Crop patching with glyphosate is done by spraying localised areas of the paddock where brome infestations are the heaviest (crop sacrifice) to reduce the soil seed bank.

Early hay cut

Early hay cut will result in a reduction of the seed production of brome grass.

Residue burning

Windrow burning should effectively kill the brome grass seed present in the windrows. Narrow windrow burning will kill most seed when the dry biomass in the windrows is about 15t/ha. However, many seeds will shed prior to harvest and so will not be present in the windrow.


Brome grass is only palatable at the vegetative stage so grazing is a poor but opportunistic management tool.

Chemical control

Even though some brome grass populations in WA have evolved resistance to some Group A, B and M herbicides, a range of pre-seeding and in-crop selective herbicides are now available to control this weed (Table 2). Brome grass is more effectively controlled in broadleaf crops or in pastures than in cereal crops. On the average, brome grass seed bank life is about three years. In a non-wetting soil, seed of brome grass will survive from a break crop (canola or lupins) to subsequent cereal crop despite all control measures in the break crop.

Crop topping by glyphosate in wheat, chickpea, lentils, faba beans and field peas may reduce brome grass seed set. Timing is the main issue to consider when thinking about crop-topping, particularly if brome grass is the target. Brome grass matures a lot quicker than some crops and will set seed before the crop can be legally sprayed. Lentils, field peas and lupins generally mature early enough to kill many grass weeds by crop topping. To reduce brome grass seed set by crop-topping, it is essential that an early maturing crop variety is selected and the crop is sown early so that weeds can be targeted before they have an opportunity to set seed and withholding periods are avoided.

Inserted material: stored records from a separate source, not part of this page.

//! # Fleet Monitor
//!
//! Headless host for the sync engine. Loads configuration, starts the engine
//! and logs each published state until Ctrl+C.
//!
//! ## Usage
//! ```text
//! fleet-monitor [CONFIG_PATH]
//!
//! RUST_LOG=fleet_sync=trace fleet-monitor ./fleet.toml
//! FLEET_API_URL=http://localhost:3000 FLEET_PUSH_ENABLED=false fleet-monitor
//! ```

use std::path::PathBuf;

use tracing::{error, info, warn, Subscriber};
use tracing_subscriber::EnvFilter;

use fleet_sync::{FleetConfig, SyncEngine, SyncState};

#[tokio::main]
async fn main() -> Result<(), Box<dyn std::error::Error>> {
    init_tracing()?;

    let config_path = std::env::args().nth(1).map(PathBuf::from);
    let config = FleetConfig::load_or_default(config_path);
    info!(
        api = %config.api.base_url,
        push = %config.push.url,
        push_enabled = config.push.enabled,
        "Configuration loaded"
    );

    let engine = match SyncEngine::from_config(config) {
        Ok(engine) => engine,
        Err(e) if e.is_config_error() => {
            error!(error = %e, "Invalid configuration, check fleet.toml and FLEET_* variables");
            return Err(e.into());
        }
        Err(e) => return Err(e.into()),
    };
    engine.start().await?;

    let mut states = engine.subscribe();
    let mut labels = engine.subscribe_freshness();

    let shutdown = shutdown_signal();
    tokio::pin!(shutdown);

    loop {
        tokio::select! {
            changed = states.changed() => {
                if changed.is_err() {
                    break;
                }
                let state = states.borrow_and_update().clone();
                log_state(&state, &labels.borrow());
            }

            changed = labels.changed() => {
                if changed.is_err() {
                    break;
                }
                let label = labels.borrow_and_update().clone();
                tracing::debug!(last_updated = %label, "Freshness");
            }

            _ = &mut shutdown => break,
        }
    }

    engine.shutdown().await;
    info!("Fleet monitor stopped");
    Ok(())
}

const DEFAULT_FILTER: &str = "info,fleet=debug";

fn init_tracing() -> Result<(), tracing::subscriber::SetGlobalDefaultError> {
    let filter = EnvFilter::try_from_default_env()
        .unwrap_or_else(|_| EnvFilter::new(DEFAULT_FILTER));

    tracing::subscriber::set_global_default(subscriber(filter))
}

/// Formatting subscriber gated only by `filter`.
fn subscriber(filter: EnvFilter) -> impl Subscriber + Send + Sync + 'static {
    tracing_subscriber::fmt().with_env_filter(filter).finish()
}

fn log_state(state: &SyncState, freshness: &str) {
    let Some(stats) = state.statistics else {
        info!(loading = state.loading, connection = %state.connection_status, "Waiting for data");
        return;
    };
    let summary = stats.summary();

    info!(
        shown = state.vehicles.len(),
        filter = state.active_filter.as_ref().map(|s| s.as_str()).unwrap_or("all"),
        total = stats.total,
        idle = stats.idle,
        en_route = stats.en_route,
        delivered = stats.delivered,
        maintenance = stats.maintenance,
        avg_speed = %format_args!("{:.1}", stats.average_speed),
        active_routes = summary.active_routes,
        completed = summary.completed,
        connection = %state.connection_status,
        last_updated = freshness,
        "Fleet state"
    );

    if let Some(error) = &state.error {
        warn!(phase = ?state.phase, %error, "Showing stale data");
    }
}

/// Resolves on Ctrl+C, or SIGTERM on unix.
async fn shutdown_signal() {
    let ctrl_c = async {
        if let Err(e) = tokio::signal::ctrl_c().await {
            warn!(error = %e, "Failed to listen for Ctrl+C");
            std::future::pending::<()>().await;
        }
    };

    #[cfg(unix)]
    let terminate = async {
        match tokio::signal::unix::signal(tokio::signal::unix::SignalKind::terminate()) {
            Ok(mut signal) => {
                signal.recv().await;
            }
            Err(e) => {
                warn!(error = %e, "Failed to install SIGTERM handler");
                std::future::pending::<()>().await;
            }
        }
    };

    #[cfg(not(unix))]
    let terminate = std::future::pending::<()>();

    tokio::select! {
        _ = ctrl_c => {},
        _ = terminate => {},
    }

    info!("Shutdown signal received");
}

#[cfg(test)]
mod tests {
    use super::*;
    use tracing::Level;

    #[test]
    fn test_env_filter_gates_dependency_noise() {
        tracing::subscriber::with_default(subscriber(EnvFilter::new("warn")), || {
            assert!(!tracing::enabled!(target: "hyper::proto", Level::TRACE));
            assert!(!tracing::enabled!(target: "fleet_sync::push", Level::INFO));
            assert!(tracing::enabled!(target: "fleet_sync::push", Level::WARN));
        });
    }

    #[test]
    fn test_default_filter_levels() {
        tracing::subscriber::with_default(subscriber(EnvFilter::new(DEFAULT_FILTER)), || {
            assert!(tracing::enabled!(target: "fleet_sync::engine", Level::DEBUG));
            assert!(!tracing::enabled!(target: "tungstenite::protocol", Level::DEBUG));
            assert!(tracing::enabled!(target: "reqwest::connect", Level::INFO));
        });
    }
}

Table 2 The selective and non-selective herbicides available for the control of brome grass
Herbicide group Herbicides for crops Herbicides for pastures
A Butroxydim, clethodim, fluazifop, haloxyfop, propaquizalofop, quizalofop-p-methyl, sethoxydim, tepraloxydim

Butroxydim + fluazifop-p-butly, fluazifop-p-butly, haloxyfop, propaquizalofop, quizalofop-p-methyl, sethoxydim, tepraloxydim

B Chlorsulfuron, imazamox, imazapic + imazapyr, imazapic + imazamox, mesosulfuron-methyl, sulfosulfuron, pyroxsulam Imazamox
C Atrazine, cyanazine, diuron, metribuzin, simazine -
D Trifluralin Propyzamide
C + D Metribuzine + trifluralin -
J + K Prosulfocarb + s-metalochlor -
D + J + K

Trifluralin + prosulfocarb + s-metalochlor

B + I Imazapic + imazapyr + MCPA -
K Pyroxasulfone -
L Paraquat + diquat Paraquat, diquat, paraquat + diquat
M Glyphosate Glyphosate

While trifluralin can suppress brome grass, herbicides such as prosulfocarb + s-metolachlor (for example, Boxer Gold®) at pre-sowing and pyroxsulam (for example, Crusader®) at post-emergence may be more effective on brome grass in wheat crops.

An untreated wheat plot with 156 plants/m2 of brome grass  (Bromus diandrus)
An untreated wheat plot with 156 plants/m2 of brome grass (Bromus diandrus)

Wheat plot treated with prosulfocarb   s-metolachlor with less than 40 plants/m2.

An untreated wheat plot is shown in the top image and a plot treated with prosulfocarb is shown in the bottom image.